In recent years, investigations into the beneficial effects of 5-HT_1A receptor stimulation have yielded encouraging, though occasionally conflicting results. In rats with unilateral DA lesions, acute administration of the full 5-HT_1A agonists, ± 8-OH-DPAT and sarizotan was reported to reduce peak l-DOPA-induced rotations, but prolong response duration (Bibbiani et al., 2001, Ba et al., 2007). In MPTP-lesioned primates, acute administration of sarizotan was also shown to attenuate LID without affecting l-DOPA's efficacy (Bibbiani et al., 2001). These results were found to be specific to the drug's action at the 5-HT_1A receptor. In contrast, Iravani et al. (2006) reported that the more potent and selective enantiomer for the 5-HT_1A receptor, + 8-OH-DPAT squelched LID, but worsened movement disability, likely reflecting induction of a 5-HT-like syndrome. Clinically, various 5-HT_1A agonists such as tandospirone (Kannari et al., 2002) and sarizotan (Olanow et al., 2004) have been employed with moderate success. For example, sarizotan has been reported to attenuate LID at low doses (Goetz et al., 2007) and prolong l-DOPA's efficacy in patients with advanced PD (Bara-Jimenez et al., 2005). However, similar to results in preclinical work, higher doses of these compounds can worsen parkinsonian features (Kannari et al., 2002, Goetz et al., 2007) and may have influenced the recent decision to halt the development of sarizotan as an l-DOPA adjunct therapy following Phase III clinical trials.

Given these challenges, essential questions remain concerning the utility of chronic 5-HT_1A adjunct therapy for the treatment of l-DOPA-related side effects. One understudied question in this area of research is the differential effects of adjunct treatments on induction (initial development) and subsequent expression (continued behavioral manifestation) of LID. While the effect of adjunct treatments on expression of LID has been extensive, effects on induction of LID have been relatively ignored. For example, 5-HT_1A agonists may have prophylactic utility on the development of motor fluctuations and subsequent LID expression (Tomiyama et al., 2005, Hauser et al., 2006). Moreover, partial 5-HT_1A agonists may convey greater benefit with less risk by reducing the likelihood of side effects related to potent 5-HT_1A receptor stimulation.

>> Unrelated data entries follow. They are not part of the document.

//! Redis implementation of [`Store`], enabled with the `redis` feature.
//!
//! Plain commands share one connection. Blocking pops and subscriptions
//! each get a dedicated connection so they never stall other callers. A
//! subscription whose connection drops reconnects and resubscribes until it
//! is closed.

use std::sync::atomic::{AtomicBool, Ordering};
use std::sync::{Mutex, MutexGuard, PoisonError};
use std::thread;
use std::time::{Duration, Instant};

use redis::{Client, Connection, Msg, RedisError, RedisResult, Script};
use tracing::{debug, warn};

use super::{Channel, RawMessage, ReceiveError, Store, StoreError, SubscribeMode};

/// Deletes KEYS[1] only while it still holds ARGV[1].
const RELEASE_IF_OWNER: &str = r#"
if redis.call("GET", KEYS[1]) == ARGV[1] then
    return redis.call("DEL", KEYS[1])
else
    return 0
end
"#;

/// Upper bound on one blocking socket read inside `RedisChannel::receive`,
/// so `close` from another thread is observed promptly.
const RECEIVE_SLICE: Duration = Duration::from_millis(100);

/// Pause between attempts to reopen a dropped subscription connection.
const RECONNECT_DELAY: Duration = Duration::from_millis(500);

/// Longest TTL or blocking timeout passed to the server. Anything longer
/// is sent as "no expiry" / "block forever", which the server can represent.
const MAX_SERVER_DURATION: Duration = Duration::from_secs(60 * 60 * 24 * 365 * 100);

/// Opens a connection and subscribes it to `topics`, consuming one
/// confirmation per topic so the subscription is live on return.
fn open_subscription(
    client: &Client,
    topics: &[String],
    mode: SubscribeMode,
) -> RedisResult<Connection> {
    let mut conn = client.get_connection()?;
    let verb = match mode {
        SubscribeMode::Exact => "SUBSCRIBE",
        SubscribeMode::Pattern => "PSUBSCRIBE",
    };
    conn.send_packed_command(&redis::cmd(verb).arg(topics).get_packed_command())?;
    for _ in topics {
        conn.recv_response()?;
    }
    Ok(conn)
}

fn backend(err: RedisError) -> StoreError {
    if err.is_connection_refusal() || err.is_connection_dropped() || err.is_io_error() {
        StoreError::Unavailable(err.to_string())
    } else {
        StoreError::Backend(err.to_string())
    }
}

pub struct RedisStore {
    address: String,
    client: Client,
    conn: Mutex<Connection>,
    release: Script,
}

impl RedisStore {
    fn conn(&self) -> MutexGuard<'_, Connection> {
        self.conn.lock().unwrap_or_else(PoisonError::into_inner)
    }
}

impl Store for RedisStore {
    type Channel = RedisChannel;

    fn connect(address: &str) -> Result<Self, StoreError> {
        let client = Client::open(address).map_err(|e| StoreError::InvalidAddress {
            address: address.to_string(),
            reason: e.to_string(),
        })?;
        let conn = client.get_connection().map_err(backend)?;
        Ok(Self {
            address: address.to_string(),
            client,
            conn: Mutex::new(conn),
            release: Script::new(RELEASE_IF_OWNER),
        })
    }

    fn reconnect(&self) -> Result<Self, StoreError> {
        Self::connect(&self.address)
    }

    fn address(&self) -> &str {
        &self.address
    }

    fn set_client_name(&self, name: &str) -> Result<(), StoreError> {
        redis::cmd("CLIENT")
            .arg("SETNAME")
            .arg(name)
            .query::<()>(&mut *self.conn())
            .map_err(backend)
    }

    fn ping(&self) -> Result<(), StoreError> {
        redis::cmd("PING")
            .query::<String>(&mut *self.conn())
            .map(|_| ())
            .map_err(backend)
    }

    fn publish(&self, topic: &str, payload: &[u8]) -> Result<usize, StoreError> {
        redis::cmd("PUBLISH")
            .arg(topic)
            .arg(payload)
            .query(&mut *self.conn())
            .map_err(backend)
    }

    fn subscribe(
        &self,
        topics: &[String],
        mode: SubscribeMode,
    ) -> Result<RedisChannel, StoreError> {
        let conn = open_subscription(&self.client, topics, mode).map_err(backend)?;
        Ok(RedisChannel {
            client: self.client.clone(),
            conn: Mutex::new(Some(conn)),
            closed: AtomicBool::new(false),
            subscribed: AtomicBool::new(true),
            topics: topics.to_vec(),
            mode,
        })
    }

    fn lpush(&self, key: &str, value: &[u8]) -> Result<usize, StoreError> {
        redis::cmd("LPUSH")
            .arg(key)
            .arg(value)
            .query(&mut *self.conn())
            .map_err(backend)
    }

    fn rpop(&self, key: &str) -> Result<Option<Vec<u8>>, StoreError> {
        redis::cmd("RPOP")
            .arg(key)
            .query(&mut *self.conn())
            .map_err(backend)
    }

    fn brpop(
        &self,
        keys: &[String],
        timeout: Duration,
    ) -> Result<Option<(String, Vec<u8>)>, StoreError> {
        let mut conn = self.client.get_connection().map_err(backend)?;
        // Zero tells the server to block without a deadline.
        let seconds = if timeout > MAX_SERVER_DURATION {
            0.0
        } else {
            timeout.as_secs_f64()
        };
        redis::cmd("BRPOP")
            .arg(keys)
            .arg(seconds)
            .query(&mut conn)
            .map_err(backend)
    }

    fn llen(&self, key: &str) -> Result<usize, StoreError> {
        redis::cmd("LLEN")
            .arg(key)
            .query(&mut *self.conn())
            .map_err(backend)
    }

    fn get(&self, key: &str) -> Result<Option<Vec<u8>>, StoreError> {
        redis::cmd("GET")
            .arg(key)
            .query(&mut *self.conn())
            .map_err(backend)
    }

    fn set_nx(&self, key: &str, value: &[u8], ttl: Duration) -> Result<bool, StoreError> {
        let mut cmd = redis::cmd("SET");
        cmd.arg(key).arg(value).arg("NX");
        if !ttl.is_zero() && ttl <= MAX_SERVER_DURATION {
            let millis = u64::try_from(ttl.as_millis()).unwrap_or(u64::MAX);
            cmd.arg("PX").arg(millis.max(1));
        }
        let reply: Option<String> = cmd.query(&mut *self.conn()).map_err(backend)?;
        Ok(reply.is_some())
    }

    fn compare_and_delete(&self, key: &str, expected: &[u8]) -> Result<bool, StoreError> {
        let deleted: i64 = self
            .release
            .key(key)
            .arg(expected)
            .invoke(&mut *self.conn())
            .map_err(backend)?;
        Ok(deleted > 0)
    }
}

/// Subscription on a dedicated Redis connection.
///
/// `conn` is `None` while the connection is being reopened after a drop,
/// and for good once the channel is closed.
pub struct RedisChannel {
    client: Client,
    conn: Mutex<Option<Connection>>,
    closed: AtomicBool,
    subscribed: AtomicBool,
    topics: Vec<String>,
    mode: SubscribeMode,
}

impl RedisChannel {
    fn conn(&self) -> MutexGuard<'_, Option<Connection>> {
        self.conn.lock().unwrap_or_else(PoisonError::into_inner)
    }

    /// Reopens the subscription into `slot`. Returns false when the server
    /// is still unreachable.
    fn resubscribe(&self, slot: &mut Option<Connection>) -> bool {
        if self.closed.load(Ordering::Acquire) || !self.subscribed.load(Ordering::Acquire) {
            return false;
        }
        match open_subscription(&self.client, &self.topics, self.mode) {
            Ok(conn) => {
                debug!(topics = ?self.topics, "subscription connection restored");
                *slot = Some(conn);
                true
            }
            Err(err) => {
                debug!(topics = ?self.topics, error = %err, "resubscribe failed");
                false
            }
        }
    }
}

impl Channel for RedisChannel {
    fn receive(&self, timeout: Option<Duration>) -> Result<RawMessage, ReceiveError> {
        // A timeout past the clock's range waits without a deadline.
        let deadline = timeout.and_then(|t| Instant::now().checked_add(t));

        loop {
            if self.closed.load(Ordering::Acquire) {
                return Err(ReceiveError::Closed);
            }
            let slice = match deadline {
                Some(deadline) => {
                    let left = deadline.saturating_duration_since(Instant::now());
                    if left.is_zero() {
                        return Err(ReceiveError::Timeout);
                    }
                    left.min(RECEIVE_SLICE)
                }
                None => RECEIVE_SLICE,
            };

            let mut guard = self.conn();
            if guard.is_none() && !self.resubscribe(&mut guard) {
                drop(guard);
                let ended = self.closed.load(Ordering::Acquire)
                    || !self.subscribed.load(Ordering::Acquire);
                if ended {
                    return Err(ReceiveError::Closed);
                }
                thread::sleep(RECONNECT_DELAY.min(slice));
                continue;
            }
            let Some(conn) = guard.as_mut() else {
                continue;
            };
            conn.set_read_timeout(Some(slice)).map_err(backend)?;

            match conn.recv_response() {
                Ok(value) => {
                    // Subscribe/unsubscribe confirmations are not messages.
                    if let Some(msg) = Msg::from_value(&value) {
                        return Ok(RawMessage {
                            channel: msg.get_channel_name().to_string(),
                            pattern: msg.get_pattern::<Option<String>>().ok().flatten(),
                            payload: msg.get_payload_bytes().to_vec(),
                        });
                    }
                }
                Err(err) if err.is_timeout() => {}
                Err(err) if err.is_connection_dropped() || err.is_io_error() => {
                    // Close drops the connection too; only reopen after a
                    // drop nobody asked for.
                    if self.closed.load(Ordering::Acquire) {
                        return Err(ReceiveError::Closed);
                    }
                    warn!(
                        topics = ?self.topics,
                        error = %err,
                        "subscription connection dropped, reconnecting"
                    );
                    *guard = None;
                }
                Err(err) => return Err(ReceiveError::Store(backend(err))),
            }
        }
    }

    fn unsubscribe(&self) -> Result<(), StoreError> {
        let verb = match self.mode {
            SubscribeMode::Exact => "UNSUBSCRIBE",
            SubscribeMode::Pattern => "PUNSUBSCRIBE",
        };
        self.subscribed.store(false, Ordering::Release);
        let mut guard = self.conn();
        match guard.as_mut() {
            Some(conn) => conn
                .send_packed_command(&redis::cmd(verb).arg(&self.topics).get_packed_command())
                .map_err(backend),
            None => Ok(()),
        }
    }

    fn close(&self) -> Result<(), StoreError> {
        self.closed.store(true, Ordering::Release);
        // Dropping the connection closes the socket.
        self.conn().take();
        Ok(())
    }

    fn topics(&self) -> &[String] {
        &self.topics
    }

    fn mode(&self) -> SubscribeMode {
        self.mode
    }
}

To answer these questions, we systematically investigated the effects of 5-HT_1A receptor stimulation on l-DOPA-related side effects in both l-DOPA-primed and l-DOPA-naïve unilateral 6-hydroxydopamine (6-OHDA)-lesioned rats. We employed the partial 5-HT_1A agonist, buspirone, a common anxiolytic that has been used with some success as an experimental adjunct therapy with l-DOPA in humans (Kleedorfer et al., 1991, Bonifati et al., 1994). To measure LID, we utilized the well-validated abnormal involuntary movements procedure (Lundblad et al., 2002) and the forelimb adjusting steps test (Olsson et al., 1995, Chang et al., 1999) to quantify changes in motor performance. The current findings suggest that in this preclinical model, buspirone administration can reduce both the development and expression of l-DOPA-induced motor complications.